Penn Center for Cancer Care Innovation, University of Pennsylvania Perelman School of Medicine, Philadelphia, Pennsylvania.
Cancer. 2021 Aug 15;127(16):2980-2989. doi: 10.1002/cncr.33617. Epub 2021 May 4.
Using patient-reported outcomes for symptom monitoring in oncology has resulted in significant benefits for adult patients with cancer. The feasibility of this approach has not been established in the routine care of children with cancer.
The Pediatric Patient-Reported Outcomes version of the Common Terminology Criteria for Adverse Events (Ped-PRO-CTCAE) is an item library that enables children and caregivers to self-report symptoms. Ten symptom items from the Ped-PRO-CTCAE were uploaded to an online platform. Patients at least 7 years old and their caregivers were prompted by text/email message to electronically self-report daily during a planned hospitalization for chemotherapy administration. Symptom reports were emailed to the clinical team caring for the patient, but no instructions were given regarding the use of this information. Rates of patient participation and clinician responses to reports were systematically tracked.
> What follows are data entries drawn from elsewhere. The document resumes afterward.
#[cfg(test)]
mod tests {
    use super::*;

    fn frame(hip: f64, shoulder: f64, elbow: f64, knee: f64) -> FrameMetrics {
        FrameMetrics {
            hip_rotation_deg: Some(hip),
            right_shoulder_abduction: Some(shoulder),
            right_elbow_flexion: Some(elbow),
            right_knee_flexion: Some(knee),
            ..FrameMetrics::default()
        }
    }

    fn param(report: &DeviationReport, key: DeviationParameterKey) -> &DeviationParameter {
        report.parameters.iter().find(|p| p.key == key).unwrap()
    }

    // -- calculate_deviation_score --------------------------------------------

    #[test]
    fn bounds_score_exactly_100() {
        let r = range(10.0, 20.0);
        assert_eq!(calculate_deviation_score(10.0, r, 40.0), 100.0);
        assert_eq!(calculate_deviation_score(20.0, r, 40.0), 100.0);
        assert_eq!(calculate_deviation_score(15.0, r, 40.0), 100.0);
    }

    #[test]
    fn decays_linearly_and_clamps_at_zero() {
        let r = range(10.0, 20.0);
        assert_eq!(calculate_deviation_score(40.0, r, 40.0), 50.0);
        assert_eq!(calculate_deviation_score(0.0, r, 40.0), 75.0);
        assert_eq!(calculate_deviation_score(60.0, r, 40.0), 0.0);
        assert_eq!(calculate_deviation_score(500.0, r, 40.0), 0.0);
    }

    #[test]
    fn status_bands() {
        assert_eq!(deviation_status(80.0), DeviationStatus::Optimal);
        assert_eq!(deviation_status(79.9), DeviationStatus::Warning);
        assert_eq!(deviation_status(50.0), DeviationStatus::Warning);
        assert_eq!(deviation_status(49.9), DeviationStatus::Critical);
    }

    // -- compute_deviation_report ---------------------------------------------

    #[test]
    fn all_null_session_scores_zero() {
        let frames = vec![FrameMetrics::default(); 5];
        let report = compute_deviation_report(&frames, StrokeType::Serve);
        assert_eq!(report.overall_score, 0.0);
        assert_eq!(report.parameters.len(), 4);
        for p in &report.parameters {
            assert_eq!(p.user_value, None);
            assert_eq!(p.score, 0.0);
            assert_eq!(p.status, DeviationStatus::Critical);
        }
        assert!(report.top_deviations.is_empty());
        assert_eq!(report.summary, summary_text(0.0));
    }

    #[test]
    fn textbook_groundstroke_scores_100() {
        let frames = vec![frame(60.0, 80.0, 140.0, 150.0); 10];
        let report = compute_deviation_report(&frames, StrokeType::Groundstroke);
        assert_eq!(report.overall_score, 100.0);
        assert!(report.top_deviations.is_empty());
        assert!(report.summary.starts_with("Excellent"));
    }

    #[test]
    fn shoulder_uses_peak_others_use_mean() {
        let frames = [frame(12.0, 80.0, 100.0, 150.0), frame(18.0, 120.0, 110.0, 160.0)];
        let report = compute_deviation_report(&frames, StrokeType::Serve);

        assert_eq!(param(&report, DeviationParameterKey::HipRotation).user_value, Some(15.0));
        assert_eq!(param(&report, DeviationParameterKey::ElbowFlexion).user_value, Some(105.0));

        let shoulder = param(&report, DeviationParameterKey::ShoulderAbduction);
        assert_eq!(shoulder.user_value, Some(120.0));
        assert_eq!(shoulder.deviation, 30.0);
        assert_eq!(shoulder.score, 40.0);
        assert_eq!(shoulder.status, DeviationStatus::Critical);

        // (1.5*100 + 1.4*40 + 1.2*100 + 1.1*100) / 5.2
        assert_eq!(report.overall_score, 83.8);
        assert_eq!(report.top_deviations.len(), 1);
        assert!(report.top_deviations[0].recommendation.starts_with("Lower the hitting arm"));
    }

    #[test]
    fn top_deviations_ordered_by_weight_then_score() {
        // Serve: hip 10-20, shoulder 30-90, elbow 90-120, knee 145-170.
        let frames = [frame(35.0, 120.0, 60.0, 120.0)];
        let report = compute_deviation_report(&frames, StrokeType::Serve);
        let keys: Vec<_> = report.top_deviations.iter().map(|d| d.key).collect();
        assert_eq!(
            keys,
            vec![
                DeviationParameterKey::HipRotation,
                DeviationParameterKey::ShoulderAbduction,
                DeviationParameterKey::ElbowFlexion,
            ]
        );
        let hip = &report.top_deviations[0];
        assert_eq!(hip.deviation, 15.0);
        assert!(hip.recommendation.starts_with("Reduce hip rotation"));
        let elbow = &report.top_deviations[2];
        assert_eq!(elbow.deviation, -30.0);
        assert!(elbow.recommendation.starts_with("Extend the elbow"));
    }

    #[test]
    fn missing_parameter_is_excluded_from_overall() {
        let frames = [FrameMetrics {
            hip_rotation_deg: Some(15.0),
            ..FrameMetrics::default()
        }];
        let report = compute_deviation_report(&frames, StrokeType::Serve);
        assert_eq!(report.overall_score, 100.0);
        let knee = param(&report, DeviationParameterKey::KneeFlexion);
        assert_eq!(knee.status, DeviationStatus::Critical);
        assert!(report.top_deviations.is_empty());
    }

    #[test]
    fn report_serializes_camel_case() {
        let report = compute_deviation_report(&[frame(15.0, 60.0, 100.0, 150.0)], StrokeType::Serve);
        let json = serde_json::to_value(&report).unwrap();
        assert_eq!(json["strokeType"], "serve");
        assert_eq!(json["overallScore"], 100.0);
        assert_eq!(json["parameters"][0]["key"], "hip_rotation");
        assert_eq!(json["parameters"][0]["optimalRange"]["min"], 10.0);
    }
}
//! `rallycoach-core` -- pure biomechanics analysis for racket-sport strokes.
//!
//! Turns per-frame pose landmarks into joint-angle metrics, injury-risk
//! flags, a classified stroke timeline and a deviation score. No I/O, no
//! logging, no async: everything here is a function of its arguments plus
//! immutable threshold tables.

pub mod classifier;
pub mod deviation;
pub mod error;
pub mod feedback;
pub mod geometry;
pub mod metrics;
pub mod movement;
pub mod risk;
pub mod segmentation;
pub mod stroke;
pub mod threshold_validation;
pub mod types;
pub mod velocity;
impl Classification {
    pub const fn unknown() -> Self {
        Self {
            stroke: StrokeClass::Unknown,
            confidence: UNKNOWN_CONFIDENCE,
            sub_type: "unclassified",
        }
    }

    fn matched(stroke: StrokeType, confidence: f64, sub_type: &'static str) -> Self {
        Self {
            stroke: stroke.into(),
            confidence: confidence.min(MAX_CONFIDENCE),
            sub_type,
        }
    }
}

fn wrist_velocity_y(metrics: &FrameMetrics, history: &[FrameMetrics]) -> f64 {
    compute_velocity(metrics, history.last(), TrackedPoint::RightWrist, &[Axis::Y]).y
}

fn in_range(value: f64, min: f64, max: f64) -> bool {
    (min..=max).contains(&value)
}

fn detect_overhead(
    metrics: &FrameMetrics,
    history: &[FrameMetrics],
    hinted: bool,
) -> Option<Classification> {
    let t = if hinted { OVERHEAD_HINTED } else { OVERHEAD };
    let wrist_y = metrics.coordinate(TrackedPoint::RightWrist, Axis::Y)?;
    let nose_y = metrics.coordinate(TrackedPoint::Nose, Axis::Y)?;
    let shoulder = metrics.right_shoulder_abduction?;

    let wrist_above_head = nose_y - wrist_y >= t.min_wrist_above_nose;
    let high_shoulder = shoulder >= t.min_shoulder_abduction;
    if !(wrist_above_head && high_shoulder) {
        return None;
    }

    let mut score = 4;
    // A fully raised arm alone is a confident smash.
    if shoulder >= t.high_shoulder_abduction {
        score += 2;
    }
    if wrist_velocity_y(metrics, history) > OVERHEAD_DOWNSWING_VELOCITY {
        score += 1;
    }

    let confidence = 0.85 + 0.05 * f64::from(score - OVERHEAD_MIN_SCORE);
    Some(Classification::matched(StrokeType::Overhead, confidence, "smash"))
}

/// Whether any of the last few history steps moved the wrist fast enough to
/// still be inside a serve's follow-through.
fn recent_serve_velocity(history: &[FrameMetrics]) -> bool {
    let start = history.len().saturating_sub(SERVE_STICKY_WINDOW + 1);
    history[start..].windows(2).any(|pair| {
        match (
            pair[1].coordinate(TrackedPoint::RightWrist, Axis::Y),
            pair[0].coordinate(TrackedPoint::RightWrist, Axis::Y),
        ) {
            (Some(now), Some(before)) => (now - before).abs() >= SERVE_STICKY_VELOCITY,
            _ => false,
        }
    })
}

fn detect_serve(
    metrics: &FrameMetrics,
    history: &[FrameMetrics],
    hinted: bool,
) -> Option<Classification> {
    let wrist_y = metrics.coordinate(TrackedPoint::RightWrist, Axis::Y);
    let hip_y = metrics.coordinate(TrackedPoint::RightHip, Axis::Y);

    let (wrist_at_waist, wrist_in_follow_through) = match (wrist_y, hip_y) {
        (Some(w), Some(h)) => (h - w <= SERVE_MAX_WRIST_ABOVE_HIP, w < h),
        _ => (false, false),
    };
    let shoulder_in_range = metrics.right_shoulder_abduction.is_some_and(|s| {
        in_range(s, SERVE_MIN_SHOULDER_ABDUCTION, SERVE_MAX_SHOULDER_ABDUCTION)
    });
    let has_hip_rotation = metrics
        .hip_rotation_deg
        .is_some_and(|r| r.abs() >= SERVE_MIN_HIP_ROTATION);

    let velocity = compute_velocity(metrics, history.last(), TrackedPoint::RightWrist, &[Axis::Y]);
    let moving_up = velocity.y < -SERVE_UPWARD_VELOCITY;

    // Rising steps counted over history plus the current frame.
    let previous_y = history
        .last()
        .and_then(|h| h.coordinate(TrackedPoint::RightWrist, Axis::Y));
    let rising_now = matches!((wrist_y, previous_y), (Some(now), Some(before)) if now < before);
    let upward_frames = if rising_now {
        1 + count_upward_frames(history, TrackedPoint::RightWrist)
    } else {
        0
    };

    let mut score = 0;
    if wrist_at_waist {
        score += 1;
    }
    if shoulder_in_range {
        score += 1;
    }
    if has_hip_rotation {
        score += 1;
    }
    if moving_up {
        score += 2;
    }
    if velocity.magnitude >= SERVE_MIN_WRIST_VELOCITY {
        score += 1;
    }
    if upward_frames >= SERVE_MIN_UPWARD_FRAMES {
        score += 1;
    }
    if velocity.magnitude >= SERVE_STRONG_WRIST_VELOCITY {
        score += 2;
    }
    // Keep labelling the follow-through tail after the power frame.
    if wrist_in_follow_through && shoulder_in_range && recent_serve_velocity(history) {
        score += 2;
    }

    let min_score = if hinted { SERVE_HINTED_MIN_SCORE } else { SERVE_MIN_SCORE };
    if score < min_score {
        return None;
    }

    let mut confidence = 0.55 + 0.06 * f64::from(score - 3);
    if hinted {
        confidence = confidence.max(SERVE_HINTED_FLOOR);
    }
    Some(Classification::matched(StrokeType::Serve, confidence, "underhand"))
}

fn detect_dink(
    metrics: &FrameMetrics,
    history: &[FrameMetrics],
    hinted: bool,
) -> Option<Classification> {
    let wrist_y = metrics.coordinate(TrackedPoint::RightWrist, Axis::Y);
    let hip_y = metrics.coordinate(TrackedPoint::RightHip, Axis::Y);
    if metrics.right_shoulder_abduction.is_none()
        && metrics.right_knee_flexion.is_none()
        && wrist_y.is_none()
    {
        return None;
    }

    let low_shoulder = metrics
        .right_shoulder_abduction
        .is_some_and(|s| s <= DINK_MAX_SHOULDER_ABDUCTION);
    let soft_touch = wrist_velocity_y(metrics, history).abs() <= DINK_MAX_WRIST_VELOCITY;
    let low_body = metrics
        .right_knee_flexion
        .is_some_and(|k| in_range(k, DINK_MIN_KNEE_ANGLE, DINK_MAX_KNEE_ANGLE));
    let wrist_below_waist = matches!((wrist_y, hip_y), (Some(w), Some(h)) if w >= h);

    let mut score = 0;
    if low_shoulder {
        score += 1;
    }
    if soft_touch {
        score += 2;
    }
    if low_body {
        score += 1;
    }
    if wrist_below_waist {
        score += 1;
    }

    let min_score = if hinted { DINK_HINTED_MIN_SCORE } else { DINK_MIN_SCORE };
    if score < min_score {
        return None;
    }

    let mut confidence = 0.70 + 0.08 * f64::from(score - 3);
    if hinted {
        confidence = confidence.max(DINK_HINTED_FLOOR);
    }
    Some(Classification::matched(StrokeType::Dink, confidence, "soft_game"))
}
The median age of the participating patients (n = 52) was 11 years (range, 7-18 years). All patients and caregivers completed an initial login, with 92% of dyads completing at least 1 additional symptom assessment during hospitalization (median, 3 assessments; range, 0-40). Eighty-one percent of participating dyads submitted symptom reports on at least half of hospital days, and 54% submitted reports on all hospital days. Clinical actions were taken in response to symptom reports 21% of the time. Most patients felt that the system was easy (73%) and important (79%). Most clinicians found symptom reports easy to understand and useful (97%).
Symptom monitoring using patient-reported outcome measures for hospitalized pediatric oncology patients is feasible and generates data valued by clinicians and patients.
在肿瘤学中使用患者报告的结局来进行症状监测,为癌症成年患者带来了显著的获益。但这种方法在儿童癌症的常规护理中是否可行尚未得到证实。
儿科患者报告结局版常见不良事件术语标准(Ped-PRO-CTCAE)是一个项目库,它使儿童及其照护者能够自我报告症状。从 Ped-PRO-CTCAE 中选择了 10 个症状项目,并将其上传到一个在线平台。至少 7 岁的患者及其照护者会通过短信/电子邮件提示,在计划进行化疗治疗的住院期间每天进行电子自我报告。症状报告通过电子邮件发送给照护患者的临床团队,但并未给出有关使用这些信息的说明。系统地跟踪了患者参与率和临床医生对报告的反应率。
参与研究的患者(n=52)的中位年龄为 11 岁(范围,7-18 岁)。所有患者及其照护者都完成了初始登录,92%的患者完成了至少 1 次额外的住院期间症状评估(中位数,3 次评估;范围,0-40 次)。81%的参与患者在至少一半的住院天数提交了症状报告,54%的患者在所有住院天数都提交了报告。临床团队有 21%的时间会根据症状报告采取行动。大多数患者认为该系统非常容易(73%)和重要(79%)。大多数临床医生认为症状报告易于理解且非常有用(97%)。
使用患者报告结局指标对住院儿科肿瘤患者进行症状监测是可行的,并且生成了临床医生和患者都看重的数据。